Learning to Live with a Chronic Illness, without Thinking about Death
Chronic diseases are characterized by continuous pain and suffering, affecting the personal well-being, emotional, family and social. Patients experience moments of disruption, in face of alterations or deformations in their body image, and the need to change their habits and social roles. Some patients accept their situation, having good practices of self-care, adapting to their limitations and seeing the future with hope, while others represent the disease with sadness, negativity, fear and worry.
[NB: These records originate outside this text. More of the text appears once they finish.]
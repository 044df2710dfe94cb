//! Backdrop capture
//!
//! [`BackdropCapturer`] turns "whatever is behind this view" into a GPU
//! texture once per frame:
//!
//! 1. resolve the view's bounds to a pixel region (scale x downsample)
//! 2. (re)allocate the paint buffer, texture and staging buffers as one set,
//!    only when the pixel size changes
//! 3. hide the view, rasterize what is behind it, restore the view
//! 4. claim an in-flight slot and upload through that slot's staging buffer
//!
//! When every slot is busy the previous texture is returned unchanged, so the
//! glass shows content one frame old instead of stalling the UI thread.

use std::sync::{Arc, Weak};
use std::thread::ThreadId;

use lucent_core::config::clamp_downsample;
use lucent_core::{CaptureRegion, CaptureSource, PaintBuffer, PixelSize};

use crate::context::{with_error_scopes, GpuContext};
use crate::error::CaptureError;
use crate::limiter::{InFlightLimiter, MAX_IN_FLIGHT};

/// Format of captured backdrop textures
pub const CAPTURE_FORMAT: wgpu::TextureFormat = wgpu::TextureFormat::Bgra8Unorm;

/// A captured backdrop texture shared between the capturer and the pipeline
pub type SharedTexture = Arc<wgpu::Texture>;

/// Called once the GPU has finished an upload. May run on any thread.
pub type UploadComplete = Box<dyn FnOnce() + Send + 'static>;

/// GPU operations the capturer needs
pub trait CaptureDevice {
    /// Persistent texture the backdrop lands in
    type Texture: Clone;
    /// CPU-writable buffer an upload is copied from
    type Staging;

    fn create_texture(&self, size: PixelSize) -> Result<Self::Texture, CaptureError>;

    /// A staging buffer holding `size.height` rows of `stride` bytes
    fn create_staging(&self, size: PixelSize, stride: u32) -> Result<Self::Staging, CaptureError>;

    /// Write `paint` into `staging`, copy it into `texture`, submit, and call
    /// `on_complete` when the GPU is done with `staging`
    fn upload(
        &self,
        paint: &PaintBuffer,
        staging: &Self::Staging,
        texture: &Self::Texture,
        on_complete: UploadComplete,
    );
}

/// Capture counters, cumulative since creation
#[derive(Clone, Copy, Debug, Default, PartialEq, Eq)]
pub struct CaptureStats {
    /// Buffer sets allocated
    pub allocations: u64,
    /// Uploads submitted to the GPU
    pub uploads: u64,
    /// Captures that reused the previous texture because no slot was free
    pub skipped_uploads: u64,
    /// Captures that produced no fresh texture at all
    pub misses: u64,
}

/// Persistent per-size resources, replaced together
struct CaptureBuffers<D: CaptureDevice> {
    size: PixelSize,
    paint: PaintBuffer,
    staging: Vec<D::Staging>,
    texture: D::Texture,
}

impl<D: CaptureDevice> CaptureBuffers<D> {
    fn allocate(device: &D, size: PixelSize) -> Result<Self, CaptureError> {
        let paint = PaintBuffer::new(size).ok_or_else(|| CaptureError::Allocation {
            size,
            reason: "paint buffer".to_string(),
        })?;
        let texture = device.create_texture(size)?;
        let staging = (0..MAX_IN_FLIGHT)
            .map(|_| device.create_staging(size, paint.stride()))
            .collect::<Result<Vec<_>, _>>()?;
        Ok(Self {
            size,
            paint,
            staging,
            texture,
        })
    }
}

/// Hides the source for its lifetime
struct HiddenGuard<'a, S: CaptureSource + ?Sized> {
    source: &'a S,
}

impl<'a, S: CaptureSource + ?Sized> HiddenGuard<'a, S> {
    fn new(source: &'a S) -> Self {
        source.set_capture_hidden(true);
        Self { source }
    }
}

impl<S: CaptureSource + ?Sized> Drop for HiddenGuard<'_, S> {
    fn drop(&mut self) {
        self.source.set_capture_hidden(false);
    }
}

/// Captures the backdrop of one view into a persistent texture
///
/// Must be driven from the thread that created it.
pub struct BackdropCapturer<S: CaptureSource + ?Sized, D: CaptureDevice> {
    source: Weak<S>,
    device: D,
    downsample: f32,
    buffers: Option<CaptureBuffers<D>>,
    /// Texture of the last set that failed to be replaced. The shader samples
    /// in UV space, so it stays usable at any later size.
    stale: Option<D::Texture>,
    limiter: InFlightLimiter,
    stats: CaptureStats,
    owner: ThreadId,
}

impl<S: CaptureSource + ?Sized, D: CaptureDevice> BackdropCapturer<S, D> {
    pub fn new(source: Weak<S>, device: D) -> Self {
        Self {
            source,
            device,
            downsample: 1.0,
            buffers: None,
            stale: None,
            limiter: InFlightLimiter::new(MAX_IN_FLIGHT),
            stats: CaptureStats::default(),
            owner: std::thread::current().id(),
        }
    }

    /// Resolution multiplier, clamped to `[0.1, 1.0]`
    pub fn with_downsample(mut self, factor: f32) -> Self {
        self.set_downsample(factor);
        self
    }

    pub fn set_downsample(&mut self, factor: f32) {
        self.downsample = clamp_downsample(factor);
    }

    pub fn downsample(&self) -> f32 {
        self.downsample
    }

    pub fn stats(&self) -> CaptureStats {
        self.stats
    }

    /// Pixel size of the current buffer set
    pub fn buffer_size(&self) -> Option<PixelSize> {
        self.buffers.as_ref().map(|b| b.size)
    }

    /// Uploads not yet retired by the GPU
    pub fn in_flight(&self) -> usize {
        self.limiter.in_flight()
    }

    pub fn device(&self) -> &D {
        &self.device
    }

    /// Resolve the source's current bounds to a capture region
    pub fn region(&self) -> Result<CaptureRegion, CaptureError> {
        let source = self.source.upgrade().ok_or(CaptureError::Detached)?;
        self.resolve_region(&*source)
    }

    /// Capture the current backdrop and return the texture holding it.
    ///
    /// Returns `None` when the source is gone, detached or degenerate, or
    /// when buffers for the new size could not be allocated.
    ///
    /// # Panics
    ///
    /// Panics when called from a thread other than the one that created the
    /// capturer.
    pub fn capture_backdrop(&mut self) -> Option<D::Texture> {
        self.assert_owner_thread();

        let Some(source) = self.source.upgrade() else {
            return self.miss(CaptureError::Detached);
        };
        let region = match self.resolve_region(&*source) {
            Ok(region) => region,
            Err(err) => return self.miss(err),
        };

        if let Err(err) = self.ensure_buffers(region.pixel_size) {
            tracing::warn!("backdrop capture degraded: {}", err);
            self.stats.misses += 1;
            return self.stale.clone();
        }
        let buffers = self.buffers.as_mut()?;

        buffers.paint.clear();
        {
            let _hidden = HiddenGuard::new(&*source);
            source.rasterize(&mut buffers.paint, &region);
        }

        let Some(slot) = self.limiter.try_acquire() else {
            self.stats.skipped_uploads += 1;
            tracing::trace!(
                "all {} upload slots busy, reusing previous backdrop",
                MAX_IN_FLIGHT
            );
            return Some(buffers.texture.clone());
        };

        let staging = &buffers.staging[slot.index()];
        self.device.upload(
            &buffers.paint,
            staging,
            &buffers.texture,
            Box::new(move || drop(slot)),
        );
        self.stats.uploads += 1;

        tracing::trace!(
            uploads = self.stats.uploads,
            skipped = self.stats.skipped_uploads,
            misses = self.stats.misses,
            "backdrop captured ({})",
            region.pixel_size
        );

        Some(buffers.texture.clone())
    }

    fn assert_owner_thread(&self) {
        let current = std::thread::current().id();
        assert!(
            current == self.owner,
            "BackdropCapturer used from {:?} but is bound to {:?}; capture must run on the UI thread",
            current,
            self.owner
        );
    }

    fn miss(&mut self, err: CaptureError) -> Option<D::Texture> {
        self.stats.misses += 1;
        tracing::trace!("backdrop capture skipped: {}", err);
        None
    }

    fn resolve_region(&self, source: &S) -> Result<CaptureRegion, CaptureError> {
        if !source.is_attached() {
            return Err(CaptureError::Detached);
        }
        let bounds = source.bounds();
        let pixels_per_point = source.scale_factor() * self.downsample;
        let pixel_size = bounds.size.to_pixels(pixels_per_point);
        if bounds.is_degenerate() || pixel_size.is_empty() {
            return Err(CaptureError::Degenerate { size: pixel_size });
        }
        Ok(CaptureRegion {
            global_rect: source.transform().map_rect(bounds),
            pixel_size,
            pixels_per_point,
        })
    }

    fn ensure_buffers(&mut self, size: PixelSize) -> Result<(), CaptureError> {
        if self.buffer_size() == Some(size) {
            return Ok(());
        }

        match CaptureBuffers::allocate(&self.device, size) {
            Ok(buffers) => {
                tracing::debug!(
                    "capture buffers {} -> {}",
                    self.buffer_size()
                        .map_or_else(|| "none".to_string(), |s| s.to_string()),
                    size
                );
                self.buffers = Some(buffers);
                self.stale = None;
                self.stats.allocations += 1;
                Ok(())
            }
            Err(err) => {
                if let Some(old) = self.buffers.take() {
                    self.stale = Some(old.texture);
                }
                Err(err)
            }
        }
    }
}

/// wgpu implementation of [`CaptureDevice`]
#[derive(Clone, Debug)]
pub struct WgpuCaptureDevice {
    device: Arc<wgpu::Device>,
    queue: Arc<wgpu::Queue>,
}

impl WgpuCaptureDevice {
    pub fn new(gpu: &GpuContext) -> Self {
        Self {
            device: Arc::clone(gpu.device()),
            queue: Arc::clone(gpu.queue()),
        }
    }

    /// Run `create` inside out-of-memory and validation error scopes
    fn scoped<T>(&self, size: PixelSize, what: &str, create: impl FnOnce() -> T) -> Result<T, CaptureError> {
        with_error_scopes(&self.device, create).map_err(|err| CaptureError::Allocation {
            size,
            reason: format!("{what}: {err}"),
        })
    }
}

impl CaptureDevice for WgpuCaptureDevice {
    type Texture = SharedTexture;
    type Staging = wgpu::Buffer;

    fn create_texture(&self, size: PixelSize) -> Result<SharedTexture, CaptureError> {
        let texture = self.scoped(size, "backdrop texture", || {
            self.device.create_texture(&wgpu::TextureDescriptor {
                label: Some("Lucent Backdrop Texture"),
                size: wgpu::Extent3d {
                    width: size.width,
                    height: size.height,
                    depth_or_array_layers: 1,
                },
                mip_level_count: 1,
                sample_count: 1,
                dimension: wgpu::TextureDimension::D2,
                format: CAPTURE_FORMAT,
                usage: wgpu::TextureUsages::COPY_DST | wgpu::TextureUsages::TEXTURE_BINDING,
                view_formats: &[],
            })
        })?;
        Ok(Arc::new(texture))
    }

    fn create_staging(&self, size: PixelSize, stride: u32) -> Result<wgpu::Buffer, CaptureError> {
        self.scoped(size, "staging buffer", || {
            self.device.create_buffer(&wgpu::BufferDescriptor {
                label: Some("Lucent Capture Staging"),
                size: stride as u64 * size.height as u64,
                usage: wgpu::BufferUsages::COPY_SRC | wgpu::BufferUsages::COPY_DST,
                mapped_at_creation: false,
            })
        })
    }

    fn upload(
        &self,
        paint: &PaintBuffer,
        staging: &wgpu::Buffer,
        texture: &SharedTexture,
        on_complete: UploadComplete,
    ) {
        let size = paint.size();
        self.queue.write_buffer(staging, 0, paint.as_bytes());

        let mut encoder = self
            .device
            .create_command_encoder(&wgpu::CommandEncoderDescriptor {
                label: Some("Lucent Capture Upload Encoder"),
            });
        encoder.copy_buffer_to_texture(
            wgpu::ImageCopyBuffer {
                buffer: staging,
                layout: wgpu::ImageDataLayout {
                    offset: 0,
                    bytes_per_row: Some(paint.stride()),
                    rows_per_image: Some(size.height),
                },
            },
            texture.as_image_copy(),
            wgpu::Extent3d {
                width: size.width,
                height: size.height,
                depth_or_array_layers: 1,
            },
        );
        self.queue.submit(std::iter::once(encoder.finish()));
        self.queue.on_submitted_work_done(on_complete);
    }
}
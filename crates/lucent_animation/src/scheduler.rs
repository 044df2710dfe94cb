//! Animation scheduler
//!
//! Owns every live spring and tween of a control and advances them together.
//! The host drives it from the same frame callback that drives rendering.

use std::time::Instant;

use slotmap::{new_key_type, SlotMap};

use crate::spring::Spring;
use crate::tween::Tween;

new_key_type! {
    pub struct SpringId;
    pub struct TweenId;
}

/// Largest step fed to the integrators; longer gaps (app suspended, debugger)
/// are clamped so springs don't explode on resume.
const MAX_STEP: f32 = 1.0 / 20.0;

/// The animation scheduler that ticks all active animations
pub struct AnimationScheduler {
    springs: SlotMap<SpringId, Spring>,
    tweens: SlotMap<TweenId, Tween>,
    last_frame: Option<Instant>,
}

impl AnimationScheduler {
    pub fn new() -> Self {
        Self {
            springs: SlotMap::with_key(),
            tweens: SlotMap::with_key(),
            last_frame: None,
        }
    }

    pub fn add_spring(&mut self, spring: Spring) -> SpringId {
        self.springs.insert(spring)
    }

    pub fn spring(&self, id: SpringId) -> Option<&Spring> {
        self.springs.get(id)
    }

    pub fn spring_mut(&mut self, id: SpringId) -> Option<&mut Spring> {
        self.springs.get_mut(id)
    }

    pub fn add_tween(&mut self, tween: Tween) -> TweenId {
        self.tweens.insert(tween)
    }

    pub fn tween(&self, id: TweenId) -> Option<&Tween> {
        self.tweens.get(id)
    }

    pub fn tween_mut(&mut self, id: TweenId) -> Option<&mut Tween> {
        self.tweens.get_mut(id)
    }

    /// Tick all animations by wall-clock time since the previous tick
    pub fn tick(&mut self, now: Instant) {
        let dt = match self.last_frame {
            Some(last) => now.saturating_duration_since(last).as_secs_f32(),
            None => 0.0,
        };
        self.last_frame = Some(now);
        self.step(dt);
    }

    /// Advance all animations by `dt` seconds
    pub fn step(&mut self, dt: f32) {
        if dt > MAX_STEP {
            tracing::trace!("clamping animation step of {:.3}s", dt);
        }
        let dt = dt.clamp(0.0, MAX_STEP);
        if dt == 0.0 {
            return;
        }
        for (_, spring) in self.springs.iter_mut() {
            spring.step(dt);
        }
        for (_, tween) in self.tweens.iter_mut() {
            tween.tick(dt);
        }
    }

    /// Check if any animations are still active
    pub fn has_active_animations(&self) -> bool {
        self.springs.iter().any(|(_, s)| !s.is_settled())
            || self.tweens.iter().any(|(_, t)| t.is_running())
    }
}

impl Default for AnimationScheduler {
    fn default() -> Self {
        Self::new()
    }
}
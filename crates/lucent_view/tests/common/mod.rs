//! Recording doubles for the host, surface, device and renderer seams

#![allow(dead_code)]

use std::cell::{Cell, RefCell};
use std::rc::Rc;
use std::sync::Arc;

use lucent_core::{
    CaptureRegion, CaptureSource, CompositorHost, EffectConfiguration, LayerChange, PaintBuffer,
    PixelSize, Rect, Transform,
};
use lucent_gpu::capture::UploadComplete;
use lucent_gpu::{
    AcquireError, BackdropCapturer, CaptureDevice, CaptureError, Drawable, FrameOutcome,
    GlassRenderer, PresentationSurface, SkipReason,
};
use lucent_view::{EffectSurface, GlassKnob};

pub struct TestView {
    pub bounds: Cell<Rect>,
    pub scale: f32,
}

impl TestView {
    pub fn new(width: f32, height: f32, scale: f32) -> Arc<Self> {
        Arc::new(Self {
            bounds: Cell::new(Rect::new(0.0, 0.0, width, height)),
            scale,
        })
    }
}

impl CaptureSource for TestView {
    fn bounds(&self) -> Rect {
        self.bounds.get()
    }

    fn transform(&self) -> Transform {
        Transform::IDENTITY
    }

    fn scale_factor(&self) -> f32 {
        self.scale
    }

    fn is_attached(&self) -> bool {
        true
    }

    fn set_capture_hidden(&self, _hidden: bool) {}

    fn rasterize(&self, target: &mut PaintBuffer, _region: &CaptureRegion) {
        target.fill_bgra([40, 80, 120, 255]);
    }
}

/// Identifies where a backdrop texture came from
#[derive(Clone, Debug, PartialEq)]
pub enum FakeTexture {
    Captured(PixelSize),
    Provided(PixelSize),
}

/// Device whose uploads retire immediately
#[derive(Clone, Default)]
pub struct InstantDevice {
    pub uploads: Rc<Cell<usize>>,
}

impl CaptureDevice for InstantDevice {
    type Texture = FakeTexture;
    type Staging = ();

    fn create_texture(&self, size: PixelSize) -> Result<FakeTexture, CaptureError> {
        Ok(FakeTexture::Captured(size))
    }

    fn create_staging(&self, _size: PixelSize, _stride: u32) -> Result<(), CaptureError> {
        Ok(())
    }

    fn upload(
        &self,
        _paint: &PaintBuffer,
        _staging: &(),
        _texture: &FakeTexture,
        on_complete: UploadComplete,
    ) {
        self.uploads.set(self.uploads.get() + 1);
        on_complete();
    }
}

#[derive(Default)]
pub struct RendererLog {
    pub configs: Vec<(EffectConfiguration, f32)>,
    pub frames: Vec<Option<FakeTexture>>,
}

#[derive(Clone, Default)]
pub struct RecordingRenderer {
    pub log: Rc<RefCell<RendererLog>>,
}

impl GlassRenderer for RecordingRenderer {
    type Texture = FakeTexture;

    fn update_configuration(&mut self, cfg: &EffectConfiguration, scale: f32) {
        self.log.borrow_mut().configs.push((*cfg, scale));
    }

    fn render(
        &mut self,
        _surface: &mut dyn PresentationSurface,
        source: Option<&FakeTexture>,
    ) -> FrameOutcome {
        self.log.borrow_mut().frames.push(source.cloned());
        match source {
            Some(_) => FrameOutcome::Rendered,
            None => FrameOutcome::Skipped(SkipReason::NoSource),
        }
    }
}

#[derive(Clone, Default)]
pub struct TestSurface {
    pub size: Rc<Cell<PixelSize>>,
    pub resizes: Rc<RefCell<Vec<PixelSize>>>,
}

impl PresentationSurface for TestSurface {
    fn size(&self) -> PixelSize {
        self.size.get()
    }

    fn resize(&mut self, size: PixelSize) {
        self.size.set(size);
        self.resizes.borrow_mut().push(size);
    }

    fn acquire(&mut self) -> Result<Drawable, AcquireError> {
        Err(AcquireError::NotReady)
    }
}

#[derive(Clone, Default)]
pub struct RecordingHost {
    pub batches: Rc<RefCell<Vec<Vec<LayerChange>>>>,
}

impl RecordingHost {
    pub fn last_batch(&self) -> Vec<LayerChange> {
        self.batches.borrow().last().cloned().unwrap_or_default()
    }

    pub fn batch_count(&self) -> usize {
        self.batches.borrow().len()
    }
}

impl CompositorHost for RecordingHost {
    fn apply_layout(&self, changes: &[LayerChange]) {
        self.batches.borrow_mut().push(changes.to_vec());
    }
}

pub type TestSurfaceController = EffectSurface<TestView, InstantDevice, RecordingRenderer>;
pub type TestKnob = GlassKnob<TestView, InstantDevice, RecordingRenderer>;

/// Handles onto everything a test controller records
pub struct Harness {
    pub view: Arc<TestView>,
    pub device: InstantDevice,
    pub renderer: RecordingRenderer,
    pub surface: TestSurface,
    pub host: RecordingHost,
}

impl Harness {
    pub fn new(width: f32, height: f32, scale: f32) -> Self {
        Self {
            view: TestView::new(width, height, scale),
            device: InstantDevice::default(),
            renderer: RecordingRenderer::default(),
            surface: TestSurface::default(),
            host: RecordingHost::default(),
        }
    }

    pub fn controller(&self) -> TestSurfaceController {
        let capturer = BackdropCapturer::new(Arc::downgrade(&self.view), self.device.clone());
        EffectSurface::new(
            capturer,
            self.renderer.clone(),
            Box::new(self.surface.clone()),
            Box::new(self.host.clone()),
        )
    }

    pub fn disabled(&self) -> TestSurfaceController {
        EffectSurface::disabled(Box::new(self.surface.clone()), Box::new(self.host.clone()))
    }

    pub fn frames(&self) -> Vec<Option<FakeTexture>> {
        self.renderer.log.borrow().frames.clone()
    }

    pub fn config_updates(&self) -> usize {
        self.renderer.log.borrow().configs.len()
    }
}
//! CPU paint buffer the backdrop is rasterized into
//!
//! Pixels are BGRA8, premultiplied alpha, device RGB. Rows are padded to
//! [`ROW_ALIGNMENT`] bytes so the whole buffer can be handed to a GPU
//! buffer-to-texture copy without repacking.

use crate::geometry::PixelSize;

/// Bytes per pixel (BGRA8)
pub const BYTES_PER_PIXEL: u32 = 4;

/// Row pitch alignment required by GPU buffer-to-texture copies
pub const ROW_ALIGNMENT: u32 = 256;

/// Padded bytes per row for a given pixel width
pub fn padded_bytes_per_row(width: u32) -> u32 {
    let unpadded = width * BYTES_PER_PIXEL;
    unpadded.div_ceil(ROW_ALIGNMENT) * ROW_ALIGNMENT
}

/// Off-screen BGRA8 bitmap owned by the capturer
#[derive(Clone, Debug)]
pub struct PaintBuffer {
    size: PixelSize,
    stride: u32,
    data: Vec<u8>,
}

impl PaintBuffer {
    /// Allocate a transparent buffer. Returns `None` when the byte size
    /// overflows or the allocator refuses the request.
    pub fn new(size: PixelSize) -> Option<Self> {
        let stride = padded_bytes_per_row(size.width);
        let len = (stride as usize).checked_mul(size.height as usize)?;
        let mut data = Vec::new();
        data.try_reserve_exact(len).ok()?;
        data.resize(len, 0);
        Some(Self { size, stride, data })
    }

    pub fn size(&self) -> PixelSize {
        self.size
    }

    /// Bytes per row including padding
    pub fn stride(&self) -> u32 {
        self.stride
    }

    pub fn as_bytes(&self) -> &[u8] {
        &self.data
    }

    /// Reset every pixel (and padding) to transparent black
    pub fn clear(&mut self) {
        self.data.fill(0);
    }

    /// Visible bytes of row `y` (padding excluded)
    pub fn row_mut(&mut self, y: u32) -> &mut [u8] {
        let start = (y * self.stride) as usize;
        let end = start + (self.size.width * BYTES_PER_PIXEL) as usize;
        &mut self.data[start..end]
    }

    /// Write one premultiplied pixel given as straight-alpha RGBA floats
    pub fn put_pixel(&mut self, x: u32, y: u32, rgba: [f32; 4]) {
        if x >= self.size.width || y >= self.size.height {
            return;
        }
        let a = rgba[3].clamp(0.0, 1.0);
        let q = |c: f32| ((c.clamp(0.0, 1.0) * a) * 255.0).round() as u8;
        let i = (y * self.stride + x * BYTES_PER_PIXEL) as usize;
        self.data[i] = q(rgba[2]);
        self.data[i + 1] = q(rgba[1]);
        self.data[i + 2] = q(rgba[0]);
        self.data[i + 3] = (a * 255.0).round() as u8;
    }

    /// Fill every pixel with one premultiplied BGRA value
    pub fn fill_bgra(&mut self, bgra: [u8; 4]) {
        for y in 0..self.size.height {
            for px in self.row_mut(y).chunks_exact_mut(BYTES_PER_PIXEL as usize) {
                px.copy_from_slice(&bgra);
            }
        }
    }

    /// Read back one BGRA pixel
    pub fn pixel(&self, x: u32, y: u32) -> Option<[u8; 4]> {
        if x >= self.size.width || y >= self.size.height {
            return None;
        }
        let i = (y * self.stride + x * BYTES_PER_PIXEL) as usize;
        let mut out = [0u8; 4];
        out.copy_from_slice(&self.data[i..i + 4]);
        Some(out)
    }
}

#[cfg(test)]
mod tests {
    use super::*;

    #[test]
    fn test_stride_is_padded() {
        assert_eq!(padded_bytes_per_row(1), 256);
        assert_eq!(padded_bytes_per_row(64), 256);
        assert_eq!(padded_bytes_per_row(65), 512);
        assert_eq!(padded_bytes_per_row(600), 2560);
    }

    #[test]
    fn test_new_buffer_is_transparent() {
        let buf = PaintBuffer::new(PixelSize::new(3, 2)).unwrap();
        assert_eq!(buf.as_bytes().len(), 512);
        assert_eq!(buf.pixel(2, 1), Some([0, 0, 0, 0]));
        assert_eq!(buf.pixel(3, 0), None);
    }

    #[test]
    fn test_put_pixel_premultiplies_and_swizzles() {
        let mut buf = PaintBuffer::new(PixelSize::new(2, 2)).unwrap();
        buf.put_pixel(1, 1, [1.0, 0.0, 0.0, 0.5]);
        assert_eq!(buf.pixel(1, 1), Some([0, 0, 128, 128]));
    }

    #[test]
    fn test_fill_leaves_padding_untouched() {
        let mut buf = PaintBuffer::new(PixelSize::new(2, 2)).unwrap();
        buf.fill_bgra([1, 2, 3, 255]);
        assert_eq!(buf.pixel(0, 1), Some([1, 2, 3, 255]));
        assert_eq!(buf.as_bytes()[8], 0);
    }
}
The suffering but particularly death, emerges as a possibility that they prefer to ignore. This study aims to contribute to the understanding of how patients perceive their chronic disease, as well as life and death. Data were collected through a focus-group conducted with the consent of ten participants - adult and aging patients with rheumatoid arthritis. Among the various questions discussed, we highlight these: 'How do you envisage your illness?', 'How do you feel towards life?', 'How does illness affect your life?', ' How do you envisage death?' All participants recognize the disease as incurable, associating it with suffering, loneliness and grief. Women complain especially of the limitations imposed by the disease, which hinder the achievement of household tasks, while men emphasize the constraints they experience at a professional level. Patients reveal resignation or intention to learn to live with a persistent pain, but they all tend to ignore death. They believe in therapy, although they see it as excessive and with a temporary effect. The most important thing they consider is to be alive, hoping to get better.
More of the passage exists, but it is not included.